The brokerage expects India’s growth to average 7% for 2022-2023 and contribute 28% and 22% to Asian and global growth, respectively.
Morgan Stanley’s projection comes as Asia’s third-largest economy grew 9.2% in the fiscal year 2022, a sharp recovery from a 6.6% contraction in the previous year as COVID-19 lockdowns took a severe toll on its economy. The country now expects GDP growth for 2022-2023 at 8%-8.5%.
“Lower corporate taxes, the production-linked incentive (PLI) scheme and India as a potential beneficiary of supply chain diversification will catalyse and sustain domestic demand, especially in investment,” the economists said in a note dated Tuesday.

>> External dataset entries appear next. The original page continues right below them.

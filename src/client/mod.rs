//! The deep-clean API client.

pub(crate) mod response;
pub mod transport;

use url::Url;

use crate::core::config::Config;
use crate::core::error::{ClientError, Result};
use crate::core::models::{EmailResult, EmailStatus};
use response::DeepCleanResponse;
use transport::{HttpTransport, Transport};

/// Path of the deep-clean endpoint, joined to the configured base URL.
const DEEP_CLEAN_PATH: &str = "/clean/deep.php";

/// The code ListWise reports for "the submitted address is syntactically
/// invalid". It arrives through the error fields but is a regular answer,
/// not a failure.
const ERROR_CODE_INVALID_EMAIL: i64 = 1;

/// Client for the ListWise deep-clean API.
///
/// Each client owns its configuration, API key included, so clients with
/// different keys can coexist in one process. The client performs exactly
/// one request per [`deep_clean`](DeepCleanClient::deep_clean) call and
/// never retries internally.
pub struct DeepCleanClient<T = HttpTransport> {
    config: Config,
    transport: T,
}

impl DeepCleanClient<HttpTransport> {
    /// Creates a client backed by a real HTTP transport.
    pub fn new(config: Config) -> Result<Self> {
        let transport = HttpTransport::new(&config)?;
        Ok(Self { config, transport })
    }
}

impl<T: Transport> DeepCleanClient<T> {
    /// Creates a client with a caller-supplied transport.
    pub fn with_transport(config: Config, transport: T) -> Self {
        Self { config, transport }
    }

    /// The configuration this client was built with.
    pub fn config(&self) -> &Config {
        &self.config
    }

    /// Runs one deep-clean check for `email`.
    ///
    /// An [`EmailStatus::Processing`] result is a normal outcome: the
    /// service has not finished checking the address yet and the caller
    /// should call again in a few minutes. ListWise recommends bulk
    /// uploading a list and waiting for processing to complete so the
    /// status is final.
    ///
    /// # Errors
    ///
    /// Fails with [`ClientError::MissingApiKey`] before any network I/O
    /// when no key is configured; with [`ClientError::Transport`] or
    /// [`ClientError::Decode`] for network and malformed-body failures
    /// (both retryable); with [`ClientError::Api`] when the service
    /// reports an unrecoverable error for this input; and with
    /// [`ClientError::UnknownStatus`] when the response carries a status
    /// string this client does not know.
    pub async fn deep_clean(&self, email: &str) -> Result<EmailResult> {
        let url = self.deep_clean_url(email)?;
        let body = self.transport.fetch(&url).await?;
        let response: DeepCleanResponse = serde_json::from_str(&body)?;
        self.interpret(email, response)
    }

    /// Builds the request URL, percent-encoding the query parameters.
    fn deep_clean_url(&self, email: &str) -> Result<Url> {
        let api_key = match self.config.api_key.as_deref() {
            Some(key) if !key.is_empty() => key,
            _ => return Err(ClientError::MissingApiKey),
        };
        let mut url = Url::parse(&self.config.api_base_url)?.join(DEEP_CLEAN_PATH)?;
        url.query_pairs_mut()
            .append_pair("email", email)
            .append_pair("api_key", api_key);
        Ok(url)
    }

    /// Turns a decoded response into the caller-facing result, applying the
    /// API's error-code conventions.
    fn interpret(&self, email: &str, response: DeepCleanResponse) -> Result<EmailResult> {
        if !response.email_status.is_empty() {
            let result = response.into_result()?;
            if result.status == EmailStatus::Processing {
                tracing::info!("'{}' is still processing, check back later", result.email);
            }
            return Ok(result);
        }

        match response.error_code {
            Some(code) if code != ERROR_CODE_INVALID_EMAIL => {
                let message = response.error_msg.unwrap_or_default();
                tracing::error!(
                    "unrecoverable API error for '{}': code={}, message='{}'",
                    email,
                    code,
                    message
                );
                Err(ClientError::Api {
                    code,
                    message,
                    email: email.to_string(),
                })
            }
            Some(_) => {
                tracing::warn!("invalid email address: '{}'", email);
                Ok(EmailResult::new(email, EmailStatus::Invalid, true, false))
            }
            None => Err(ClientError::Decode(
                "response carries neither email_status nor error_code".to_string(),
            )),
        }
    }
}
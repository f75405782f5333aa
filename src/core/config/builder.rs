//! Builds a validated `Config` from defaults, an optional file, and
//! explicit overrides.

use std::time::Duration;
use url::Url;

use crate::core::config::{Config, ConfigFile};
use crate::core::error::{ClientError, Result};

/// Layered configuration builder.
///
/// Explicit setter values win over config-file values, which win over the
/// built-in defaults.
#[derive(Debug, Default, Clone)]
pub struct ConfigBuilder {
    file: Option<ConfigFile>,
    loaded_config_path: Option<String>,
    api_key: Option<String>,
    api_base_url: Option<String>,
    request_timeout: Option<Duration>,
    user_agent: Option<String>,
}

impl ConfigBuilder {
    pub fn new() -> Self {
        Self::default()
    }

    /// Loads a TOML configuration file to merge beneath the explicit values.
    pub fn config_file(mut self, path: &str) -> Result<Self> {
        self.file = Some(ConfigFile::load(path)?);
        self.loaded_config_path = Some(path.to_string());
        Ok(self)
    }

    /// Merges an already-parsed configuration file.
    pub fn with_config_file(mut self, file: ConfigFile) -> Self {
        self.file = Some(file);
        self
    }

    pub fn api_key(mut self, key: impl Into<String>) -> Self {
        self.api_key = Some(key.into());
        self
    }

    pub fn api_base_url(mut self, base_url: impl Into<String>) -> Self {
        self.api_base_url = Some(base_url.into());
        self
    }

    pub fn request_timeout(mut self, timeout: Duration) -> Self {
        self.request_timeout = Some(timeout);
        self
    }

    pub fn user_agent(mut self, user_agent: impl Into<String>) -> Self {
        self.user_agent = Some(user_agent.into());
        self
    }

    /// Validates the merged settings and produces the final configuration.
    pub fn build(self) -> Result<Config> {
        let defaults = Config::default();
        let file = self.file.unwrap_or_default();

        let api_key = self.api_key.or(file.api.api_key);
        let api_base_url = self
            .api_base_url
            .or(file.api.base_url)
            .unwrap_or(defaults.api_base_url);
        let request_timeout = self
            .request_timeout
            .or(file.network.request_timeout.map(Duration::from_secs))
            .unwrap_or(defaults.request_timeout);
        let user_agent = self
            .user_agent
            .or(file.network.user_agent)
            .unwrap_or(defaults.user_agent);

        if let Some(key) = &api_key {
            if key.trim().is_empty() {
                return Err(ClientError::Config(
                    "api_key must not be blank when set".to_string(),
                ));
            }
        }
        Url::parse(&api_base_url).map_err(|e| {
            ClientError::Config(format!("invalid api_base_url '{}': {}", api_base_url, e))
        })?;
        if request_timeout.is_zero() {
            return Err(ClientError::Config(
                "request_timeout must be greater than zero".to_string(),
            ));
        }
        if user_agent.is_empty() {
            return Err(ClientError::Config(
                "user_agent must not be empty".to_string(),
            ));
        }

        Ok(Config {
            api_key,
            api_base_url,
            request_timeout,
            user_agent,
            loaded_config_path: self.loaded_config_path,
        })
    }
}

In 2019, India had cut corporate tax rates to woo manufacturers and revive private investment, and launched the PLI scheme in 2020 to aid domestic manufacturing. (https://reut.rs/3QCZl5v)(https://reut.rs/3SFeRzp)
The brokerage sees risks related to higher energy prices, spurred by the Ukraine war and supply constraints, to remain, but added that they have begun to recede.
Morgan Stanley’s outlook also comes as developed economies paint a glum picture, with business activity in the United States and eurozone contracting in July, as per their PMI data.
“The economy is set for its best run in over a decade as pent-up demand is being unleashed,” the brokerage said, adding that “healthy” corporate balance sheets and business confidence bodes well for India’s investment outlook.
While India, like other economies, raised interest rates to battle inflation, Morgan Stanley said the country’s 39.45 trillion rupee ($529.7 billion) budget for the current fiscal year has continued to tilt towards lifting public investment.
It expects domestic consumption to pick up and services exports to hold up better than goods exports.